Judge lashes out at white family robbed at gunpoint because their toddler now ‘fears blacks’

Kudos to Assistant Kentucky Attorney Richard Elder for speaking truth to power in a hearing before Jefferson (Ky.) Circuit Court Judge Olu Stevens in early February. After listening to Stevens vent for several minutes over a victim impact statement describing a toddler’s emotional trauma as the result of a home invasion, Elder remarked, “Certainly I can understand the court’s outrage there.” Elder paused for a moment to think about Stevens’s tirade, then recanted: “I guess I really don’t.”

That makes two of us. See if you can make sense of the judge’s pique after reading the back story. According to the Courier-Journal, Jordan and Tommy Gray of Buechel were at home with their 3-year-old daughter on March 21, 2013 when two armed black men broke in and robbed them at gunpoint.

After he was apprehended, one of the perpetrators, 27-year-old Gregory Wallace, pleaded guilty. Just prior to his sentencing hearing on Feb. 4, Jordan Gray submitted a victim impact statement to the court, which noted that her daughter was still “in constant fear of black men”:

Whenever we are running errands, if we come across a black male, she holds me tight and begs me to leave. It has affected her friendships at school and our relationships with African-American friends.

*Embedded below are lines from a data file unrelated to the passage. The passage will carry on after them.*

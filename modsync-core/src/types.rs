//! Domain types for modsync.
//!
//! Repository-relative directories are `/`-separated strings, never `PathBuf`:
//! they name tree entries inside git objects, not files on disk.

use std::fmt;
use std::str::FromStr;

use chrono::{DateTime, FixedOffset};
use serde::{Deserialize, Serialize};

use crate::bucket::Bucket;
use crate::error::{HashError, IdentityError, ModuleError};

// ---------------------------------------------------------------------------
// ModuleIdentity
// ---------------------------------------------------------------------------

/// The identity of a module in a registry: `<remote>/<owner>/<repository>`.
#[derive(Debug, Clone, PartialEq, Eq, Hash, PartialOrd, Ord, Serialize, Deserialize)]
#[serde(try_from = "String", into = "String")]
pub struct ModuleIdentity {
    remote: String,
    owner: String,
    repository: String,
}

impl ModuleIdentity {
    pub fn new(
        remote: impl Into<String>,
        owner: impl Into<String>,
        repository: impl Into<String>,
    ) -> Result<Self, IdentityError> {
        let (remote, owner, repository) = (remote.into(), owner.into(), repository.into());
        format!("{remote}/{owner}/{repository}").parse()
    }

    pub fn remote(&self) -> &str {
        &self.remote
    }

    pub fn owner(&self) -> &str {
        &self.owner
    }

    pub fn repository(&self) -> &str {
        &self.repository
    }

    /// `owner/repository`, the name a registry knows the module by.
    pub fn full_name(&self) -> String {
        format!("{}/{}", self.owner, self.repository)
    }
}

impl FromStr for ModuleIdentity {
    type Err = IdentityError;

    fn from_str(s: &str) -> Result<Self, Self::Err> {
        let parts: Vec<&str> = s.split('/').collect();
        let [remote, owner, repository] = parts.as_slice() else {
            return Err(IdentityError::Shape {
                input: s.to_owned(),
            });
        };
        if !is_valid_remote(remote) {
            return Err(IdentityError::Remote {
                input: s.to_owned(),
                remote: (*remote).to_owned(),
            });
        }
        for (part, value) in [("owner", owner), ("repository", repository)] {
            if !is_valid_segment(value) {
                return Err(IdentityError::Segment {
                    input: s.to_owned(),
                    part,
                    value: (*value).to_owned(),
                });
            }
        }
        Ok(Self {
            remote: (*remote).to_owned(),
            owner: (*owner).to_owned(),
            repository: (*repository).to_owned(),
        })
    }
}

impl TryFrom<String> for ModuleIdentity {
    type Error = IdentityError;

    fn try_from(s: String) -> Result<Self, Self::Error> {
        s.parse()
    }
}

impl From<ModuleIdentity> for String {
    fn from(id: ModuleIdentity) -> Self {
        id.to_string()
    }
}

impl fmt::Display for ModuleIdentity {
    fn fmt(&self, f: &mut fmt::Formatter<'_>) -> fmt::Result {
        write!(f, "{}/{}/{}", self.remote, self.owner, self.repository)
    }
}

fn is_valid_remote(remote: &str) -> bool {
    let (host, port) = match remote.split_once(':') {
        Some((host, port)) => (host, Some(port)),
        None => (remote, None),
    };
    if let Some(port) = port {
        if port.is_empty() || !port.bytes().all(|b| b.is_ascii_digit()) {
            return false;
        }
    }
    !host.is_empty()
        && !host.starts_with(['.', '-'])
        && !host.ends_with(['.', '-'])
        && host
            .bytes()
            .all(|b| b.is_ascii_alphanumeric() || b == b'.' || b == b'-')
}

fn is_valid_segment(segment: &str) -> bool {
    let mut bytes = segment.bytes();
    match bytes.next() {
        Some(first) if first.is_ascii_alphanumeric() => {}
        _ => return false,
    }
    bytes.all(|b| b.is_ascii_alphanumeric() || b == b'-' || b == b'_')
}

// ---------------------------------------------------------------------------
// Module
// ---------------------------------------------------------------------------

/// A module to sync: a repository subdirectory plus an optional identity
/// override. Two modules are the same module when their string forms match.
#[derive(Debug, Clone, PartialEq, Eq)]
pub struct Module {
    dir: String,
    identity_override: Option<ModuleIdentity>,
}

impl Module {
    pub fn new(
        dir: &str,
        identity_override: Option<ModuleIdentity>,
    ) -> Result<Self, ModuleError> {
        Ok(Self {
            dir: normalize_dir(dir)?,
            identity_override,
        })
    }

    /// Directory relative to the repository root; `.` is the root itself.
    pub fn dir(&self) -> &str {
        &self.dir
    }

    pub fn identity_override(&self) -> Option<&ModuleIdentity> {
        self.identity_override.as_ref()
    }
}

impl fmt::Display for Module {
    fn fmt(&self, f: &mut fmt::Formatter<'_>) -> fmt::Result {
        match &self.identity_override {
            Some(identity) => write!(f, "{}:{}", self.dir, identity),
            None => self.dir.fmt(f),
        }
    }
}

/// Normalize a repository-relative directory.
///
/// Strips `.` components and trailing separators and resolves `..` lexically.
/// The repository root normalizes to `.`.
pub fn normalize_dir(dir: &str) -> Result<String, ModuleError> {
    let unified = dir.replace('\\', "/");
    if unified.starts_with('/') {
        return Err(ModuleError::AbsoluteDir {
            dir: dir.to_owned(),
        });
    }
    let mut parts: Vec<&str> = Vec::new();
    for part in unified.split('/') {
        match part {
            "" | "." => {}
            ".." => {
                if parts.pop().is_none() {
                    return Err(ModuleError::EscapesRoot {
                        dir: dir.to_owned(),
                    });
                }
            }
            other => parts.push(other),
        }
    }
    if parts.is_empty() {
        Ok(".".to_owned())
    } else {
        Ok(parts.join("/"))
    }
}

// ---------------------------------------------------------------------------
// Git values
// ---------------------------------------------------------------------------

/// A git object name in lower-case hex (SHA-1 or SHA-256).
#[derive(Debug, Clone, PartialEq, Eq, Hash, PartialOrd, Ord, Serialize, Deserialize)]
#[serde(try_from = "String", into = "String")]
pub struct GitHash(String);

impl GitHash {
    pub fn from_hex(hex: &str) -> Result<Self, HashError> {
        let valid_len = hex.len() == 40 || hex.len() == 64;
        if !valid_len || !hex.bytes().all(|b| b.is_ascii_hexdigit()) {
            return Err(HashError {
                input: hex.to_owned(),
            });
        }
        Ok(Self(hex.to_ascii_lowercase()))
    }

    pub fn as_str(&self) -> &str {
        &self.0
    }

    /// Abbreviated form used in log lines.
    pub fn short(&self) -> &str {
        &self.0[..7]
    }
}

impl FromStr for GitHash {
    type Err = HashError;

    fn from_str(s: &str) -> Result<Self, Self::Err> {
        Self::from_hex(s)
    }
}

impl TryFrom<String> for GitHash {
    type Error = HashError;

    fn try_from(s: String) -> Result<Self, Self::Error> {
        Self::from_hex(&s)
    }
}

impl From<GitHash> for String {
    fn from(hash: GitHash) -> Self {
        hash.0
    }
}

impl fmt::Display for GitHash {
    fn fmt(&self, f: &mut fmt::Formatter<'_>) -> fmt::Result {
        self.0.fmt(f)
    }
}

/// Author or committer of a commit.
#[derive(Debug, Clone, PartialEq, Eq, Serialize, Deserialize)]
pub struct GitIdentity {
    pub name: String,
    pub email: String,
    pub timestamp: DateTime<FixedOffset>,
}

/// A commit as read from the repository. The engine never mutates one.
#[derive(Debug, Clone, PartialEq, Eq)]
pub struct Commit {
    pub hash: GitHash,
    /// Parents in recorded order; the first parent is the mainline.
    pub parents: Vec<GitHash>,
    pub author: GitIdentity,
    pub committer: GitIdentity,
    pub message: String,
}

// ---------------------------------------------------------------------------
// ModuleCommit
// ---------------------------------------------------------------------------

/// A module materialized at one commit of one branch, ready to hand to a sink.
#[derive(Debug, Clone)]
pub struct ModuleCommit {
    /// Registry identity, accounting for any configured override.
    pub identity: ModuleIdentity,
    /// Snapshot of the module directory at `commit`.
    pub bucket: Bucket,
    pub commit: Commit,
    pub branch: String,
    /// Tags pointing at `commit`, sorted, each name once.
    pub tags: Vec<String>,
}

// ---------------------------------------------------------------------------
// Tests
// ---------------------------------------------------------------------------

But, as the Courier-Journal observes, it was the Grays, not Wallace, who incurred the brunt of the judge’s wrath. In the video that follows, Stevens says:

I am offended by that. I am deeply offended that they would be victimized by an individual and express some kind of fear of all black men….

This little girl certainly has been victimized, and she can’t help the way she feels. My exception is more with her parents and their accepting that kind of mentality and fostering those type of stereotypes.

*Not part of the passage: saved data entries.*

//! Content-addressable directory snapshots.
//!
//! A [`Bucket`] is a read-only view of a module directory at one commit. Every
//! blob is addressed by its SHA-256 digest; the bucket as a whole is addressed
//! by the digest of its manifest.

use std::collections::BTreeMap;

use sha2::{Digest, Sha256};

/// Hex SHA-256 of `bytes`.
pub fn sha256_hex(bytes: &[u8]) -> String {
    let mut h = Sha256::new();
    h.update(bytes);
    hex::encode(h.finalize())
}

/// File content plus its digest.
#[derive(Debug, Clone, PartialEq, Eq)]
pub struct Blob {
    digest: String,
    content: Vec<u8>,
}

impl Blob {
    pub fn new(content: Vec<u8>) -> Self {
        Self {
            digest: sha256_hex(&content),
            content,
        }
    }

    /// Hex SHA-256 of the content.
    pub fn digest(&self) -> &str {
        &self.digest
    }

    pub fn content(&self) -> &[u8] {
        &self.content
    }
}

/// Snapshot of a directory tree, keyed by `/`-separated relative path.
#[derive(Debug, Clone, Default, PartialEq, Eq)]
pub struct Bucket {
    files: BTreeMap<String, Blob>,
}

impl Bucket {
    pub fn new() -> Self {
        Self::default()
    }

    pub fn insert(&mut self, path: impl Into<String>, content: Vec<u8>) {
        self.files.insert(path.into(), Blob::new(content));
    }

    pub fn get(&self, path: &str) -> Option<&Blob> {
        self.files.get(path)
    }

    /// True if any file lives under `dir/`.
    pub fn contains_dir(&self, dir: &str) -> bool {
        let prefix = format!("{dir}/");
        self.files
            .range(prefix.clone()..)
            .next()
            .is_some_and(|(path, _)| path.starts_with(&prefix))
    }

    pub fn paths(&self) -> impl Iterator<Item = &str> {
        self.files.keys().map(String::as_str)
    }

    pub fn iter(&self) -> impl Iterator<Item = (&str, &Blob)> {
        self.files.iter().map(|(p, b)| (p.as_str(), b))
    }

    pub fn len(&self) -> usize {
        self.files.len()
    }

    pub fn is_empty(&self) -> bool {
        self.files.is_empty()
    }

    /// Canonical manifest: `sha256:<hex>  <path>` per file, sorted by path.
    pub fn manifest(&self) -> String {
        let mut out = String::new();
        for (path, blob) in &self.files {
            out.push_str("sha256:");
            out.push_str(&blob.digest);
            out.push_str("  ");
            out.push_str(path);
            out.push('\n');
        }
        out
    }

    /// Hex SHA-256 of [`Bucket::manifest`].
    pub fn digest(&self) -> String {
        sha256_hex(self.manifest().as_bytes())
    }
}

impl<P: Into<String>, C: Into<Vec<u8>>> FromIterator<(P, C)> for Bucket {
    fn from_iter<I: IntoIterator<Item = (P, C)>>(iter: I) -> Self {
        let mut bucket = Bucket::new();
        for (path, content) in iter {
            bucket.insert(path, content.into());
        }
        bucket
    }
}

Stevens says at one point, “I wonder if the perpetrator had been white, would they be in fear of white men?” The most likely answer is that the child would have fixated on some other easily identifiable defining physical trait — a scar, an item of clothing — that would have become the object of her irrational fear. In other words, the child didn’t come to fear blacks because of some deep-seated racial hatred that her parents were stoking but because of a physical association with the men who disrupted her home. What is amazing is that the judge, who is way past his own toddler years, is too blinded by his own obsession with racism to see that.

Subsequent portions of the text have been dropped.